In 1986, BOMB Magazine’s Bruce Wolmer interviewed the first American surrealist poet and artist, Charles Henri Ford. Ford—not content with keeping only to poetry or art-making, but also an editor, novelist, filmmaker, and photographer—chronicled his life for Wolmer, claiming nevertheless (like one of his primary influences, Jean Cocteau) that poetry was a kind of “everything,” an ecstatic lens that was for Ford the central conception of a surrealist mission. This is one kind of association, of art-making, and how you get at it.

BOMB’s feature is not unlike a lunch poem by Frank O’Hara, if it were to encompass a life. Tracking Ford (1908 - 2002) through the dates and details of years as if they were footsteps through New York streets; O’Hara even gets a mention as Wolmer writes:

“It also struck me that there was a connection between what you were doing and what younger poets like Ginsberg or, in a different way, Kenneth Koch and Frank O’Hara would later do. You were taking those French influences and making them very American.”

This is another kind of association—one of people and reputations—and you can’t understand Ford or his era without it (not unlike O’Hara’s name-dropping in Lunch Poems). Ford knew everybody. Of Gertrude Stein, Ford calls himself her “last protege”; Stein called Ford’s Blues—his magazine of “new rhythms,” which he published at 17 from his parent’s home in Mississippi—"the youngest and freshest of all the little magazines which have died to make verse free." He published Ezra Pound and Kenneth Rexroth, Kay Boyle and Erskine Caldwell; William Carlos Williams was his associate editor. He befriended Man Ray, Tennessee Williams, Peggy Guggenheim. In 1932, Ford was lover to Djuna Barnes and helped her type the finished manuscript for Nightwood in an apartment in Tangier.

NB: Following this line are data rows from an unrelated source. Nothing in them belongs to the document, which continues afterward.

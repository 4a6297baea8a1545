//! Config schema types (telegram, merge, storage, defaults).
use std::{fmt, path::PathBuf};

use {
    mergebot_common::{MergeMode, UserId},
    secrecy::{ExposeSecret, Secret},
    serde::{Deserialize, Serialize},
};

#[derive(Debug, Clone, Default, Serialize, Deserialize)]
#[serde(default)]
pub struct MergebotConfig {
    pub telegram: TelegramConfig,
    pub merge: MergeConfig,
    pub storage: StorageConfig,
    pub defaults: DefaultsConfig,
}

/// Bot account and owner.
#[derive(Clone, Serialize, Deserialize)]
#[serde(default)]
pub struct TelegramConfig {
    /// Bot token from @BotFather.
    #[serde(serialize_with = "serialize_secret")]
    pub token: Secret<String>,

    /// Owner's numeric user id. Always allowed, gets the startup notice.
    pub owner_id: i64,

    /// Shown to unauthorized users as the contact to ask for access.
    pub owner_username: String,

    /// Long-polling timeout passed to `getUpdates`.
    pub poll_timeout_secs: u32,

    pub notify_owner_on_start: bool,

    /// Bot API server to talk to instead of `api.telegram.org`. The public
    /// server only hands out files up to 20 MB; a self-hosted
    /// `telegram-bot-api --local` has no such limit.
    pub api_url: Option<String>,
}

impl TelegramConfig {
    pub fn owner(&self) -> UserId {
        UserId(self.owner_id)
    }
}

impl fmt::Debug for TelegramConfig {
    fn fmt(&self, f: &mut fmt::Formatter<'_>) -> fmt::Result {
        f.debug_struct("TelegramConfig")
            .field("token", &"[REDACTED]")
            .field("owner_id", &self.owner_id)
            .field("owner_username", &self.owner_username)
            .field("poll_timeout_secs", &self.poll_timeout_secs)
            .field("notify_owner_on_start", &self.notify_owner_on_start)
            .field("api_url", &self.api_url)
            .finish()
    }
}

impl Default for TelegramConfig {
    fn default() -> Self {
        Self {
            token: Secret::new(String::new()),
            owner_id: 0,
            owner_username: String::new(),
            poll_timeout_secs: 30,
            notify_owner_on_start: true,
            api_url: None,
        }
    }
}

/// Merge engine settings.
#[derive(Debug, Clone, Serialize, Deserialize)]
#[serde(default)]
pub struct MergeConfig {
    pub ffmpeg_path: PathBuf,
    /// Upper bound for one engine run.
    pub timeout_secs: u64,
    /// Jobs allowed to run at once across all users. Unset means no cap.
    #[serde(skip_serializing_if = "Option::is_none")]
    pub max_concurrent_jobs: Option<usize>,
    /// Downloads and merge outputs live under `<work_dir>/<user>/<job>/`.
    pub work_dir: PathBuf,
}

impl Default for MergeConfig {
    fn default() -> Self {
        Self {
            ffmpeg_path: PathBuf::from("ffmpeg"),
            timeout_secs: 3600,
            max_concurrent_jobs: None,
            work_dir: PathBuf::from("downloads"),
        }
    }
}

#[derive(Debug, Clone, Serialize, Deserialize)]
#[serde(default)]
pub struct StorageConfig {
    /// SQLite database holding user preferences.
    pub database_url: String,
}

impl Default for StorageConfig {
    fn default() -> Self {
        Self {
            database_url: "sqlite://mergebot.db?mode=rwc".into(),
        }
    }
}

/// Values applied to users with no stored preferences.
#[derive(Debug, Clone, Default, Serialize, Deserialize)]
#[serde(default)]
pub struct DefaultsConfig {
    pub merge_mode: MergeMode,
}

fn serialize_secret<S: serde::Serializer>(
    secret: &Secret<String>,
    serializer: S,
) -> Result<S::Ok, S::Error> {
    serializer.serialize_str(secret.expose_secret())
}
use std::path::PathBuf;

#[derive(Debug, thiserror::Error)]
pub enum Error {
    #[error("failed to read {}: {source}", path.display())]
    Read {
        path: PathBuf,
        #[source]
        source: std::io::Error,
    },

    #[error("failed to parse {}: {message}", path.display())]
    Parse { path: PathBuf, message: String },

    #[error("unsupported config format: .{extension}")]
    UnsupportedFormat { extension: String },
}

impl Error {
    pub(crate) fn parse(path: impl Into<PathBuf>, err: impl std::fmt::Display) -> Self {
        Self::Parse {
            path: path.into(),
            message: err.to_string(),
        }
    }
}

pub type Result<T> = std::result::Result<T, Error>;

Looking over Ford’s life, which ended in 2002 at age 94, there’s hardly the ability to compile an exhaustive list of the artists, writers, and cultural landmarks he knew and influenced. (As you’re reading, I’ve hardly reached 1940 with his accolades.) In Ford’s second magazine, View, which The Telegraph would call “America’s leading art and literary magazine” in a 2008 obituary for Ford, he could claim to be the behemoth cultural touchstone of the 1940’s and would boast:

“...covers...designed by Max Ernst, Andre Masson, Man Ray and Yves Tanguy; inside, it featured the work of young artists and poets such as Allen Ginsberg, Pablo Picasso, Henry Miller, Paul Klee, Lawrence Durrell, Georgia O'Keefe, Joan Miro, Alexander Calder, Marc Chagall and Rene Magritte. [View] also published the first English translations of Albert Camus and Jean Genet, and the first monograph devoted to Marcel Duchamp.”

View housed Europe’s most influential surrealist salon in its American exile during WWII, fueling a generation of artists. Later, Ford would introduce Andy Warhol to underground film. Allen Ginsberg would star in his 1971 film, “Johnny Minotaur.” My brain doesn’t know what to do with so much celebrity: it’s beginning to sound like grandstanding!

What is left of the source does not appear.